### SUPPLIED MATERIAL:
//! Boot sequence shown before the console becomes interactive.
//!
//! Two channels feed the boot state:
//! - a scripted timeline, fully deterministic, that walks the steps and
//!   finally ends the boot phase;
//! - a cosmetic glitch pulse fired at jittered intervals while booting.
//!
//! Both run as tokio tasks that only send events; `BootSequence::apply`
//! is the only place that mutates the state.

use std::time::Duration;

use tokio::sync::mpsc::UnboundedSender;
use tokio::time::{ sleep, sleep_until, Instant };

use crate::session::Event;


/// One scripted boot step.
#[derive( Debug, Clone, Copy, PartialEq, Eq )]
pub struct BootStep {
    pub message: &'static str,
    pub duration: Duration,
}


const fn step( message: &'static str, millis: u64 ) -> BootStep {
    BootStep { message, duration: Duration::from_millis( millis ) }
}


/// The default boot script.
pub const BOOT_STEPS: &[BootStep] = &[
    step( "Initializing system...", 800 ),
    step( "Loading kernel modules...", 600 ),
    step( "Mounting privacy filesystem...", 700 ),
    step( "Starting encryption services...", 900 ),
    step( "Connecting to open source network...", 800 ),
    step( "Establishing secure session...", 600 ),
    step( "System ready.", 500 ),
];

/// Delay between the last step and the end of the boot phase.
pub const GRACE: Duration = Duration::from_millis( 500 );

/// Length of the glitch pulse that accompanies each step.
pub const STEP_GLITCH: Duration = Duration::from_millis( 150 );

const NOISE_MIN_INTERVAL: Duration = Duration::from_millis( 2000 );
const NOISE_MAX_INTERVAL: Duration = Duration::from_millis( 5000 );
const NOISE_MIN_PULSE: Duration = Duration::from_millis( 50 );
const NOISE_MAX_PULSE: Duration = Duration::from_millis( 200 );


/// Transition delivered to the boot state.
#[derive( Debug, Clone, Copy, PartialEq, Eq )]
pub enum BootEvent {
    /// Step `k` is entered.
    Step( usize ),
    /// The pulse started by the last step ends.
    PulseEnd,
    /// The boot phase is over.
    Finished,
    /// Cosmetic glitch noise toggled on or off.
    Noise( bool ),
}


/// Snapshot of the boot state.
#[derive( Debug, Clone, PartialEq, Eq )]
pub struct BootState {
    pub step_index: usize,
    pub progress: u8,
    pub message: String,
    pub is_booting: bool,
    pub glitch_active: bool,
}


/// Boot state machine.
#[derive( Debug )]
pub struct BootSequence {
    steps: &'static [BootStep],
    state: BootState,
    /// Highest step entered so far
    entered: Option<usize>,
}


impl BootSequence {
    /// Creates a sequence at step 0 with no progress.
    pub fn new( steps: &'static [BootStep] ) -> Self {
        Self {
            steps,
            state: BootState {
                step_index: 0,
                progress: 0,
                message: steps.first().map( |s| s.message ).unwrap_or_default().to_string(),
                is_booting: true,
                glitch_active: false,
            },
            entered: None,
        }
    }


    /// Creates a sequence that has already finished.
    pub fn finished( steps: &'static [BootStep] ) -> Self {
        let mut boot = Self::new( steps );
        boot.skip();
        boot
    }


    /// Applies one transition. Returns true if the state changed.
    ///
    /// Nothing is applied once booting has ended, and step events that
    /// would move backwards are dropped.
    pub fn apply( &mut self, event: BootEvent ) -> bool {
        if !self.state.is_booting {
            return false;
        }

        match event {
            BootEvent::Step( index ) => {
                if index >= self.steps.len() || self.entered.is_some_and( |e| index <= e ) {
                    return false;
                }
                self.entered = Some( index );
                self.state.step_index = index;
                self.state.message = self.steps[ index ].message.to_string();
                self.state.progress = progress_for( index, self.steps.len() );
                self.state.glitch_active = true;
                tracing::debug!( "Boot step {}: {}", index, self.state.message );
            }
            BootEvent::PulseEnd | BootEvent::Noise( false ) => {
                self.state.glitch_active = false;
            }
            BootEvent::Noise( true ) => {
                self.state.glitch_active = true;
            }
            BootEvent::Finished => self.finish(),
        }
        true
    }


    /// Ends the boot phase immediately.
    pub fn skip( &mut self ) {
        if self.state.is_booting {
            self.finish();
        }
    }


    fn finish( &mut self ) {
        self.state.is_booting = false;
        self.state.glitch_active = false;
        self.state.progress = 100;
        tracing::debug!( "Boot finished" );
    }


    /// Returns the scripted transitions sorted by offset from boot start.
    pub fn timeline( &self ) -> Vec<( Duration, BootEvent )> {
        let mut events = Vec::with_capacity( self.steps.len() * 2 + 1 );
        let mut elapsed = Duration::ZERO;

        for ( index, step ) in self.steps.iter().enumerate() {
            elapsed += step.duration;
            events.push(( elapsed, BootEvent::Step( index ) ));
            events.push(( elapsed + STEP_GLITCH, BootEvent::PulseEnd ));
        }
        events.push(( elapsed + GRACE, BootEvent::Finished ));

        // Stable, so a step keeps its place ahead of a pulse end at the same instant.
        events.sort_by_key( |( offset, _ )| *offset );
        events
    }


    pub fn is_booting( &self ) -> bool {
        self.state.is_booting
    }


    /// Returns a copy of the current state.
    pub fn state( &self ) -> BootState {
        self.state.clone()
    }
}


fn progress_for( index: usize, count: usize ) -> u8 {
    ( ( index + 1 ) * 100 / count ).min( 100 ) as u8
}


/// Replays a timeline onto the event queue.
///
/// Offsets are measured from the moment the task starts, so a slow
/// consumer never stretches the total boot time.
pub async fn run_timeline( tx: UnboundedSender<Event>, timeline: Vec<( Duration, BootEvent )> ) {
    let start = Instant::now();

    for ( offset, event ) in timeline {
        sleep_until( start + offset ).await;
        if tx.send( Event::Boot( event ) ).is_err() {
            break;
        }
    }
}


/// Emits glitch noise at random intervals until the queue closes or the
/// task is aborted.
pub async fn run_glitch_noise( tx: UnboundedSender<Event> ) {
    loop {
        sleep( jitter( NOISE_MIN_INTERVAL, NOISE_MAX_INTERVAL ) ).await;
        if tx.send( Event::Boot( BootEvent::Noise( true ) ) ).is_err() {
            break;
        }

        sleep( jitter( NOISE_MIN_PULSE, NOISE_MAX_PULSE ) ).await;
        if tx.send( Event::Boot( BootEvent::Noise( false ) ) ).is_err() {
            break;
        }
    }
}


fn jitter( min: Duration, max: Duration ) -> Duration {
    min + ( max - min ).mul_f64( rand::random::<f64>() )
}


#[cfg( test )]
mod tests {
    use tokio::sync::mpsc::unbounded_channel;

    use super::*;
    use crate::tasks::TaskSet;


    #[test]
    fn test_initial_state() {
        let boot = BootSequence::new( BOOT_STEPS );
        let state = boot.state();
        assert_eq!( state.step_index, 0 );
        assert_eq!( state.progress, 0 );
        assert_eq!( state.message, "Initializing system..." );
        assert!( state.is_booting );
    }


    #[test]
    fn test_timeline_shape() {
        let boot = BootSequence::new( BOOT_STEPS );
        let timeline = boot.timeline();

        assert_eq!( timeline.len(), BOOT_STEPS.len() * 2 + 1 );
        assert_eq!( timeline[ 0 ], ( Duration::from_millis( 800 ), BootEvent::Step( 0 ) ) );
        assert_eq!( timeline[ 1 ], ( Duration::from_millis( 950 ), BootEvent::PulseEnd ) );

        let total: Duration = BOOT_STEPS.iter().map( |s| s.duration ).sum();
        assert_eq!( timeline.last(), Some( &( total + GRACE, BootEvent::Finished ) ) );
        assert!( timeline.windows( 2 ).all( |w| w[ 0 ].0 <= w[ 1 ].0 ) );
    }


    #[test]
    fn test_progress_monotonic_and_terminal() {
        let mut boot = BootSequence::new( BOOT_STEPS );
        let mut last_progress = 0;
        let mut hundreds = 0;
        let mut finishes = 0;

        for ( _, event ) in boot.timeline() {
            let was_booting = boot.is_booting();
            boot.apply( event );
            let state = boot.state();

            assert!( state.progress >= last_progress );
            if state.progress == 100 && last_progress < 100 {
                hundreds += 1;
            }
            if was_booting && !state.is_booting {
                finishes += 1;
            }
            last_progress = state.progress;
        }

        assert_eq!( hundreds, 1 );
        assert_eq!( finishes, 1 );
        assert_eq!( boot.state().message, "System ready." );

        assert!( !boot.apply( BootEvent::Step( 0 ) ) );
        assert!( !boot.apply( BootEvent::Noise( true ) ) );
        assert!( !boot.state().is_booting );
        assert!( !boot.state().glitch_active );
    }


    #[test]
    fn test_step_pulses_glitch() {
        let mut boot = BootSequence::new( BOOT_STEPS );
        boot.apply( BootEvent::Step( 0 ) );
        assert!( boot.state().glitch_active );
        boot.apply( BootEvent::PulseEnd );
        assert!( !boot.state().glitch_active );
    }


    #[test]
    fn test_out_of_order_step_ignored() {
        let mut boot = BootSequence::new( BOOT_STEPS );
        boot.apply( BootEvent::Step( 2 ) );
        assert!( !boot.apply( BootEvent::Step( 1 ) ) );
        assert!( !boot.apply( BootEvent::Step( 99 ) ) );
        assert_eq!( boot.state().step_index, 2 );
    }


    #[test]
    fn test_skip() {
        let mut boot = BootSequence::new( BOOT_STEPS );
        boot.skip();
        assert!( !boot.is_booting() );
        assert_eq!( boot.state().progress, 100 );
        assert!( !BootSequence::finished( BOOT_STEPS ).is_booting() );
    }


    #[tokio::test( start_paused = true )]
    async fn test_run_timeline_delivers_in_order() {
        let boot = BootSequence::new( BOOT_STEPS );
        let expected: Vec<_> = boot.timeline().into_iter().map( |( _, e )| Event::Boot( e ) ).collect();

        let ( tx, mut rx ) = unbounded_channel();
        let mut tasks = TaskSet::new();
        tasks.spawn( run_timeline( tx, boot.timeline() ) );

        let mut received = Vec::new();
        while let Some( event ) = rx.recv().await {
            received.push( event );
        }
        assert_eq!( received, expected );
    }


    #[tokio::test( start_paused = true )]
    async fn test_abort_stops_timeline() {
        let boot = BootSequence::new( BOOT_STEPS );
        let ( tx, mut rx ) = unbounded_channel();
        let mut tasks = TaskSet::new();
        tasks.spawn( run_timeline( tx.clone(), boot.timeline() ) );
        tasks.spawn( run_glitch_noise( tx ) );

        assert_eq!( rx.recv().await, Some( Event::Boot( BootEvent::Step( 0 ) ) ) );
        tasks.abort_all();
        assert!( tasks.is_empty() );
        assert_eq!( rx.recv().await, None );
    }
}
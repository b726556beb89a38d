//! Console command parsing.
//!
//! Raw input lines are parsed into a closed `Command` enum. Only the
//! command name is validated here; argument validation (theme names,
//! destinations, manual targets) belongs to the interpreter, which
//! reports invalid values together with the list of valid ones.

use std::str::FromStr;

use thiserror::Error;

use crate::registry;


/// Errors that can occur during command parsing.
#[derive( Debug, Clone, PartialEq, Eq, Error )]
pub enum CommandError {
    #[error( "empty command" )]
    Empty,

    #[error( "Unknown command: {0}" )]
    Unknown( String ),

    #[error( "Invalid argument: {0}" )]
    InvalidArgument( String ),
}


/// Parsed console command.
///
/// Arguments are lower-cased; anything past the first argument is dropped.
#[derive( Debug, Clone, PartialEq, Eq )]
pub enum Command {
    Help,
    Theme { name: Option<String> },
    Font,
    Clear,
    About,
    Music { action: Option<String> },
    Goto { destination: Option<String> },
    Man { target: Option<String> },
}


/// Subcommand of `music`.
#[derive( Debug, Clone, Copy, PartialEq, Eq )]
pub enum MusicAction {
    Play,
    Stop,
    Next,
    Prev,
}


impl FromStr for MusicAction {
    type Err = CommandError;


    fn from_str( s: &str ) -> Result<Self, Self::Err> {
        match s {
            "play" => Ok( MusicAction::Play ),
            "stop" => Ok( MusicAction::Stop ),
            "next" => Ok( MusicAction::Next ),
            "prev" => Ok( MusicAction::Prev ),
            other => Err( CommandError::InvalidArgument( other.to_string() ) ),
        }
    }
}


impl Command {
    /// Parses a raw input line.
    ///
    /// @param input - The line as typed by the user
    ///
    /// @returns The parsed command, `CommandError::Empty` for blank input,
    /// or `CommandError::Unknown` for names missing from the registry
    pub fn parse( input: &str ) -> Result<Self, CommandError> {
        let normalized = input.trim().to_lowercase();
        let mut parts = normalized.split_whitespace();
        let cmd = parts.next().unwrap_or( "" );
        let arg = parts.next().map( str::to_string );

        let command = match cmd {
            "" => return Err( CommandError::Empty ),
            "help" => Command::Help,
            "theme" => Command::Theme { name: arg },
            "font" => Command::Font,
            "clear" => Command::Clear,
            "about" => Command::About,
            "music" => Command::Music { action: arg },
            "goto" => Command::Goto { destination: arg },
            "man" => Command::Man { target: arg },
            other => return Err( CommandError::Unknown( other.to_string() ) ),
        };

        debug_assert!( registry::lookup( command.name() ).is_some() );
        Ok( command )
    }


    /// Returns the registry name of the command.
    pub fn name( &self ) -> &'static str {
        match self {
            Command::Help => "help",
            Command::Theme { .. } => "theme",
            Command::Font => "font",
            Command::Clear => "clear",
            Command::About => "about",
            Command::Music { .. } => "music",
            Command::Goto { .. } => "goto",
            Command::Man { .. } => "man",
        }
    }
}


#[cfg( test )]
mod tests {
    use super::*;


    #[test]
    fn test_parse_every_registered_name() {
        for name in registry::command_names() {
            let cmd = Command::parse( name ).unwrap();
            assert_eq!( cmd.name(), name );
        }
    }


    #[test]
    fn test_parse_is_case_insensitive() {
        assert_eq!(
            Command::parse( "  THEME Matrix " ).unwrap(),
            Command::Theme { name: Some( "matrix".into() ) }
        );
    }


    #[test]
    fn test_parse_ignores_extra_args() {
        assert_eq!(
            Command::parse( "music play loud now" ).unwrap(),
            Command::Music { action: Some( "play".into() ) }
        );
    }


    #[test]
    fn test_parse_empty() {
        assert_eq!( Command::parse( "   " ), Err( CommandError::Empty ) );
    }


    #[test]
    fn test_parse_unknown() {
        let result = Command::parse( "sudo rm" );
        assert!( matches!( result, Err( CommandError::Unknown( ref name ) ) if name == "sudo" ) );
    }


    #[test]
    fn test_music_action() {
        assert_eq!( "prev".parse::<MusicAction>(), Ok( MusicAction::Prev ) );
        assert!( "shuffle".parse::<MusicAction>().is_err() );
    }
}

### WHAT THE TASK REQUIRES:
Copy every line of the data where "impl" is found.

### RESPONSE AREA:
impl BootSequence {
impl FromStr for MusicAction {
impl Command {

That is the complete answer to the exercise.